== GIVEN DATA

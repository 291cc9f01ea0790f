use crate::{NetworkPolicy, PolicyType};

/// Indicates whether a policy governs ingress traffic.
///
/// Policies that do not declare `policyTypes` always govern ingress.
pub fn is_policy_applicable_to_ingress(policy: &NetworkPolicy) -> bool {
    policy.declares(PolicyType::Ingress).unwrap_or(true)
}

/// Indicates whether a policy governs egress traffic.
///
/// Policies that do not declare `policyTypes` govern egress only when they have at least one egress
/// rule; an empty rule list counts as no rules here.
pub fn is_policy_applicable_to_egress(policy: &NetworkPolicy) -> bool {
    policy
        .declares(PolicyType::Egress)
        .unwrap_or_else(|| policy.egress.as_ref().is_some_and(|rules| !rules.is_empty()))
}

====
== GIVEN DATA

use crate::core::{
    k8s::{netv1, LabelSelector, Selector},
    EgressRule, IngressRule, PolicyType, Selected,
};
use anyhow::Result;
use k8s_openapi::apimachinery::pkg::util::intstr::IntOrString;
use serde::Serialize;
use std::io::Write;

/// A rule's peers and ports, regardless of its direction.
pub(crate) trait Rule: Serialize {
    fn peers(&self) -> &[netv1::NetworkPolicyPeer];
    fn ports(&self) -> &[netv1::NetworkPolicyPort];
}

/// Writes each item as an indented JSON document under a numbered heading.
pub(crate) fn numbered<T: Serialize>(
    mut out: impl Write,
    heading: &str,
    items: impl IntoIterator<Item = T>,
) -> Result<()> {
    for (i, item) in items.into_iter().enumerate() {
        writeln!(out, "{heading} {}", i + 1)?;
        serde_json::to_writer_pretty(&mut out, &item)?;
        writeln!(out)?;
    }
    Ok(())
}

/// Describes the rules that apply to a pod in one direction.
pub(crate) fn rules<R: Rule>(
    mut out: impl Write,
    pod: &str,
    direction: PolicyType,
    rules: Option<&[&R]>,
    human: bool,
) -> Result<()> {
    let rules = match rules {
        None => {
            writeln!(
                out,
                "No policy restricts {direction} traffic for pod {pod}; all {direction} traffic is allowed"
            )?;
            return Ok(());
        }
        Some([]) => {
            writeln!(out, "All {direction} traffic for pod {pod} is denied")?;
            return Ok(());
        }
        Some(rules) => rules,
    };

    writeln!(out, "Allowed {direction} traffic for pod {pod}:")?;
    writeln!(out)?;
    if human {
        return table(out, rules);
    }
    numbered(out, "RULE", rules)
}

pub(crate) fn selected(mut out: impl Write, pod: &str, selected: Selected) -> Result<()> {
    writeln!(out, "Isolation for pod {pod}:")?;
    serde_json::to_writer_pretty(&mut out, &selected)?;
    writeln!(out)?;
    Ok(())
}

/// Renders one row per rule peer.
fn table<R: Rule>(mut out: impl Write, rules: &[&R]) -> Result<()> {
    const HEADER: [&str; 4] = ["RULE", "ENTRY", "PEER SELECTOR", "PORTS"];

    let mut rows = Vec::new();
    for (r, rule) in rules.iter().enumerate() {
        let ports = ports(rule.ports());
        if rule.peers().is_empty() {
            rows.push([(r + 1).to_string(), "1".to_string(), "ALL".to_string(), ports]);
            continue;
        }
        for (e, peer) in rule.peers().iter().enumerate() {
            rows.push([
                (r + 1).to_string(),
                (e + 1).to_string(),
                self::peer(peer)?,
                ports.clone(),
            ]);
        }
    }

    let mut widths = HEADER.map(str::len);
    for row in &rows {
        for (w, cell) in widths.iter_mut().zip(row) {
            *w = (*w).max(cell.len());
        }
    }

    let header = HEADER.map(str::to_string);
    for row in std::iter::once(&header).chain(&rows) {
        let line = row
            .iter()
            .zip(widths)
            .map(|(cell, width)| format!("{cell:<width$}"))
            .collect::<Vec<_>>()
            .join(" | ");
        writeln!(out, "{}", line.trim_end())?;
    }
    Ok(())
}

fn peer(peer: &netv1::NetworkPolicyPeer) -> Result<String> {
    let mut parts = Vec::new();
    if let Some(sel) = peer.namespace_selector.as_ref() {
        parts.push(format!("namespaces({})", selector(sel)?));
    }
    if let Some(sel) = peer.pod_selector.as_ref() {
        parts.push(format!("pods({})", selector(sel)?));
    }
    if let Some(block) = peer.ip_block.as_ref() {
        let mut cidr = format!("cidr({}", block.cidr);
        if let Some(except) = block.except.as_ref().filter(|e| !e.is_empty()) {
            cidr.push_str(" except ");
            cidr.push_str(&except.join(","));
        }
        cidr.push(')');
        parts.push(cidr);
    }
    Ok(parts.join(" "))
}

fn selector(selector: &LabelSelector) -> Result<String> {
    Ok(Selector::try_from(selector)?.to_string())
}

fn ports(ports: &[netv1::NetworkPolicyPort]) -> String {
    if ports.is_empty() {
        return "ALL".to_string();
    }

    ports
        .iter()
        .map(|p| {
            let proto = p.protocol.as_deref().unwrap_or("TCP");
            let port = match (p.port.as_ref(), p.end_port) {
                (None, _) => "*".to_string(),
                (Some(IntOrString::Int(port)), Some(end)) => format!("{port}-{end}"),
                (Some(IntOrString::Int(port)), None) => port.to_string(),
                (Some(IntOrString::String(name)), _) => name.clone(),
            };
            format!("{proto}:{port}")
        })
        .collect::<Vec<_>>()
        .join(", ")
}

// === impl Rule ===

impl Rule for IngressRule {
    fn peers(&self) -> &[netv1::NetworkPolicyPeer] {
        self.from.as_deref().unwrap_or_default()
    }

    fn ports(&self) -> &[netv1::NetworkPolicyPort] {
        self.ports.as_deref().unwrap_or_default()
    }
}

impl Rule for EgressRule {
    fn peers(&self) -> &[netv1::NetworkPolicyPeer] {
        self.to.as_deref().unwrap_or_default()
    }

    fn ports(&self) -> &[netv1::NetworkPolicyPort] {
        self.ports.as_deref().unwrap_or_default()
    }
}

====

EXERCISE BRIEF — When you reach the line containing "repository 291cc9f01ea0790f" in the data above, start copying exactly, and stop after the line containing "pub fn is_policy_applicable_to_ingress(policy: &NetworkPolicy)".

RESULT OF THE TASK —
repository 291cc9f01ea0790f
use crate::{NetworkPolicy, PolicyType};

/// Indicates whether a policy governs ingress traffic.
///
/// Policies that do not declare `policyTypes` always govern ingress.
pub fn is_policy_applicable_to_ingress(policy: &NetworkPolicy) -> bool {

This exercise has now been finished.